Form 8-K



Washington, D.C. 20549


Pursuant to Section 13 or 15(d) of
The Securities Exchange Act of 1934

Date of Report (Date of earliest event reported): May 23, 2002

(Exact name of registrant as specified in its charter)

(State or other
jurisdiction of
File Number)
(IRS Employer

     30 N. LaSalle St., Suite 4000, Chicago, Illinois     
     (Address of principal executive offices)
(Zip Code)

Registrant's telephone number, including area code: (312) 630-1900

Not Applicable
(Former name or former address, if changed since last report)

Item 4. Changes in Registrant's Certifying Accountant.

     On May 23, 2002, Telephone and Data Systems, Inc. ("TDS") dismissed Arthur Andersen LLP ("Andersen") as TDS's independent auditors, and engaged PricewaterhouseCoopers LLP ("PWC") to serve as its new independent auditors for 2002. The change in auditors will become effective May 23, 2002. This action was taken by the TDS Board of Directors based on the recommendation of TDS's audit committee. TDS also approved the same change of auditors for its subsidiary, United States Cellular Corporation ("U.S. Cellular"), pursuant to the terms of an Intercompany Agreement between TDS and U.S. Cellular.

     Andersen's reports on TDS's consolidated financial statements for each of the years ended December 31, 2001 and December 31, 2000 did not contain an adverse opinion or disclaimer of opinion, nor were they qualified or modified as to uncertainty, audit scope or accounting principles.

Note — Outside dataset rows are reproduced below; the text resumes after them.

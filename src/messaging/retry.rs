//! # Retry Metadata Codec
//!
//! Reads and writes the diagnostic headers carried by a message republished
//! after a handler failure. The broker never redelivers a failed message;
//! instead each failure produces a new message whose headers record what went
//! wrong and how many times the message has cycled.
//!
//! All functions here are pure and infallible. Malformed header values are
//! treated as absent.

use crate::constants::headers::{
    RETRY_EXCEPTION_MESSAGE, RETRY_EXCEPTION_STACKTRACE, RETRY_EXCEPTION_TYPE,
    RETRY_REQUEUE_COUNT,
};
use crate::dispatch::DispatchError;

use super::message::{HeaderValue, Headers};

/// Diagnostic metadata stamped on a republished message
#[derive(Debug, Clone, PartialEq, Eq)]
pub struct RetryMetadata {
    pub exception_type: String,
    pub exception_message: String,
    pub stack_trace: String,
    /// Always at least 1
    pub requeue_count: u32,
}

impl RetryMetadata {
    /// Build metadata for a failure following `previous` republishes
    pub fn for_failure(error: &DispatchError, previous: Option<u32>) -> Self {
        Self {
            exception_type: error.error_type(),
            exception_message: error.to_string(),
            stack_trace: error.trace(),
            requeue_count: previous.map_or(1, |count| count.saturating_add(1)),
        }
    }

    /// Read metadata back from headers
    ///
    /// Returns `None` on a first delivery, i.e. when no valid requeue count is
    /// present. Missing text headers read back as empty strings.
    pub fn read(headers: &Headers) -> Option<Self> {
        let requeue_count = requeue_count(headers)?;
        let text = |name: &str| {
            headers
                .get(name)
                .and_then(HeaderValue::as_str)
                .unwrap_or_default()
                .to_string()
        };

        Some(Self {
            exception_type: text(RETRY_EXCEPTION_TYPE),
            exception_message: text(RETRY_EXCEPTION_MESSAGE),
            stack_trace: text(RETRY_EXCEPTION_STACKTRACE),
            requeue_count,
        })
    }

    /// Write the four retry headers into `headers`, replacing earlier values
    pub fn write_to(&self, headers: &mut Headers) {
        headers.insert(
            RETRY_EXCEPTION_TYPE.to_string(),
            HeaderValue::from(self.exception_type.as_str()),
        );
        headers.insert(
            RETRY_EXCEPTION_MESSAGE.to_string(),
            HeaderValue::from(self.exception_message.as_str()),
        );
        headers.insert(
            RETRY_EXCEPTION_STACKTRACE.to_string(),
            HeaderValue::from(self.stack_trace.as_str()),
        );
        headers.insert(
            RETRY_REQUEUE_COUNT.to_string(),
            HeaderValue::from(self.requeue_count),
        );
    }
}

/// Requeue count carried by `headers`, if present and numeric
///
/// Integer headers and decimal-string headers are accepted; negative values,
/// zero, and anything else read as absent.
pub fn requeue_count(headers: &Headers) -> Option<u32> {
    let count = match headers.get(RETRY_REQUEUE_COUNT)? {
        HeaderValue::Integer(value) => u32::try_from(*value).ok()?,
        HeaderValue::String(value) => value.trim().parse::<u32>().ok()?,
        _ => return None,
    };
    (count > 0).then_some(count)
}

/// Produce the headers for republishing a failed message
///
/// Headers unrelated to the retry protocol are carried over unchanged.
pub fn stamp(existing: &Headers, error: &DispatchError) -> Headers {
    let metadata = RetryMetadata::for_failure(error, requeue_count(existing));
    let mut headers = existing.clone();
    metadata.write_to(&mut headers);
    headers
}

#[cfg(test)]
mod tests {
    use super::*;
    use crate::messaging::CodecError;

    fn decode_failure() -> DispatchError {
        DispatchError::decode("orders::OrderCreated", CodecError::EmptyPayload)
    }

    #[test]
    fn test_first_failure_starts_at_one() {
        let headers = stamp(&Headers::new(), &decode_failure());
        assert_eq!(
            headers.get(RETRY_REQUEUE_COUNT),
            Some(&HeaderValue::Integer(1))
        );
        assert!(headers
            .get(RETRY_EXCEPTION_TYPE)
            .and_then(HeaderValue::as_str)
            .is_some_and(|kind| kind.ends_with("DispatchError::Decode")));
        assert_eq!(
            headers.get(RETRY_EXCEPTION_STACKTRACE),
            Some(&HeaderValue::String(String::new()))
        );
    }

    #[test]
    fn test_stamping_own_output_increments() {
        let first = stamp(&Headers::new(), &decode_failure());
        let second = stamp(&first, &decode_failure());
        assert_eq!(requeue_count(&second), Some(2));

        let metadata = RetryMetadata::read(&second).unwrap();
        assert_eq!(metadata.requeue_count, 2);
        assert!(metadata.exception_message.contains("orders::OrderCreated"));
    }

    #[test]
    fn test_string_counts_are_accepted() {
        let mut headers = Headers::new();
        headers.insert(RETRY_REQUEUE_COUNT.to_string(), HeaderValue::from("4"));
        assert_eq!(requeue_count(&stamp(&headers, &decode_failure())), Some(5));
    }

    #[test]
    fn test_malformed_counts_are_treated_as_absent() {
        for value in [
            HeaderValue::from("four"),
            HeaderValue::Integer(-3),
            HeaderValue::Integer(0),
            HeaderValue::Boolean(true),
            HeaderValue::Float(2.0),
            HeaderValue::Integer(i64::MAX),
        ] {
            let mut headers = Headers::new();
            headers.insert(RETRY_REQUEUE_COUNT.to_string(), value.clone());
            assert_eq!(
                requeue_count(&stamp(&headers, &decode_failure())),
                Some(1),
                "value {value:?} should read as absent"
            );
        }
    }

    #[test]
    fn test_unrelated_headers_are_preserved() {
        let mut headers = Headers::new();
        headers.insert("x-correlation-id".to_string(), HeaderValue::from("abc"));
        let stamped = stamp(&headers, &decode_failure());
        assert_eq!(
            stamped.get("x-correlation-id"),
            Some(&HeaderValue::String("abc".to_string()))
        );
        assert_eq!(stamped.len(), 5);
    }

    #[test]
    fn test_read_without_count_is_none() {
        assert!(RetryMetadata::read(&Headers::new()).is_none());
    }

    #[test]
    fn test_count_saturates() {
        let mut headers = Headers::new();
        headers.insert(
            RETRY_REQUEUE_COUNT.to_string(),
            HeaderValue::Integer(i64::from(u32::MAX)),
        );
        assert_eq!(
            requeue_count(&stamp(&headers, &decode_failure())),
            Some(u32::MAX)
        );
    }
}
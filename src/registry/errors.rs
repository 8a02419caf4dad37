//! # Registry Error Types
//!
//! Registration-time failures. These are configuration bugs surfaced to the
//! code building the registry, never runtime per-message conditions.

use thiserror::Error;

#[derive(Error, Debug, Clone, PartialEq, Eq)]
pub enum RegistryError {
    #[error("Invalid wildcard pattern '{pattern}': {reason}")]
    InvalidPatternFormat { pattern: String, reason: String },

    #[error("Invalid topic '{topic}': {reason}")]
    InvalidTopic { topic: String, reason: String },

    #[error("Topic '{topic}' is already bound to a handler")]
    DuplicateTopicBinding { topic: String },

    #[error("Fanout key '{key}' is already bound to a handler")]
    DuplicateFanoutBinding { key: String },
}

impl RegistryError {
    /// Create an invalid pattern error
    pub fn invalid_pattern(pattern: impl Into<String>, reason: impl Into<String>) -> Self {
        Self::InvalidPatternFormat {
            pattern: pattern.into(),
            reason: reason.into(),
        }
    }

    /// Create an invalid topic error
    pub fn invalid_topic(topic: impl Into<String>, reason: impl Into<String>) -> Self {
        Self::InvalidTopic {
            topic: topic.into(),
            reason: reason.into(),
        }
    }

    /// Create a duplicate exact-topic binding error
    pub fn duplicate_topic(topic: impl Into<String>) -> Self {
        Self::DuplicateTopicBinding {
            topic: topic.into(),
        }
    }

    /// Create a duplicate fanout binding error
    pub fn duplicate_fanout(key: impl Into<String>) -> Self {
        Self::DuplicateFanoutBinding { key: key.into() }
    }
}

/// Result type alias for registration operations
pub type RegistryResult<T> = Result<T, RegistryError>;

#[cfg(test)]
mod tests {
    use super::*;

    #[test]
    fn test_registry_error_display() {
        let err = RegistryError::invalid_pattern("orders.", "empty segment");
        let display = format!("{err}");
        assert!(display.contains("orders."));
        assert!(display.contains("empty segment"));

        let err = RegistryError::duplicate_topic("orders.created");
        assert_eq!(
            err.to_string(),
            "Topic 'orders.created' is already bound to a handler"
        );
    }
}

     During the years ended December 31, 2001 and 2000 and the interim period between December 31, 2001 and the date of this Form 8-K, there were no disagreements between TDS and Andersen on any matter of accounting principles or practices, financial statement disclosure or auditing scope or procedure which, if not resolved to Andersen's satisfaction, would have caused Andersen to make reference to the subject matter of the disagreement in connection with their report for such years; and there were no reportable events as defined in Item 304(a)(1)(v) of Regulation S-K.

     TDS provided Andersen with a copy of the foregoing disclosures. Attached as Exhibit 16.1 is a copy of Andersen's letter, dated May 23, 2002, stating its agreement with the foregoing disclosures.

     During TDS's two most recent fiscal years and through the date of this Report on Form 8-K, TDS did not consult PWC with respect to the application of accounting principles to a specified transaction, either completed or proposed, or the type of audit opinion that might be rendered on TDS's consolidated financial statements, or any other matters or reportable events listed in item 304(a)(2)(i) and (ii) of Regulation S-K.

Item 7. Exhibits.

(c)    Exhibits:

     In accordance with the provisions of Item 601 of Regulation S-K, attached as Exhibit 16.1, is the following which is incorporated by reference herein:


16.1 Letter of Arthur Andersen LLP regarding change in certifying accountant.


     Pursuant to the requirements of the Securities Exchange Act of 1934, the registrant has duly caused this report to be signed on its behalf by the undersigned, thereto duly authorized.

Telephone and Data Systems, Inc.

Date: May 23, 2002

By: /s/ D. Michael Jack                                            
D. Michael Jack
Vice President and Corporate Controller
(Principal Accounting Officer)


The following exhibits are filed herewith as noted below.


16.1 Letter of Arthur Andersen LLP regarding change in certifying accountant.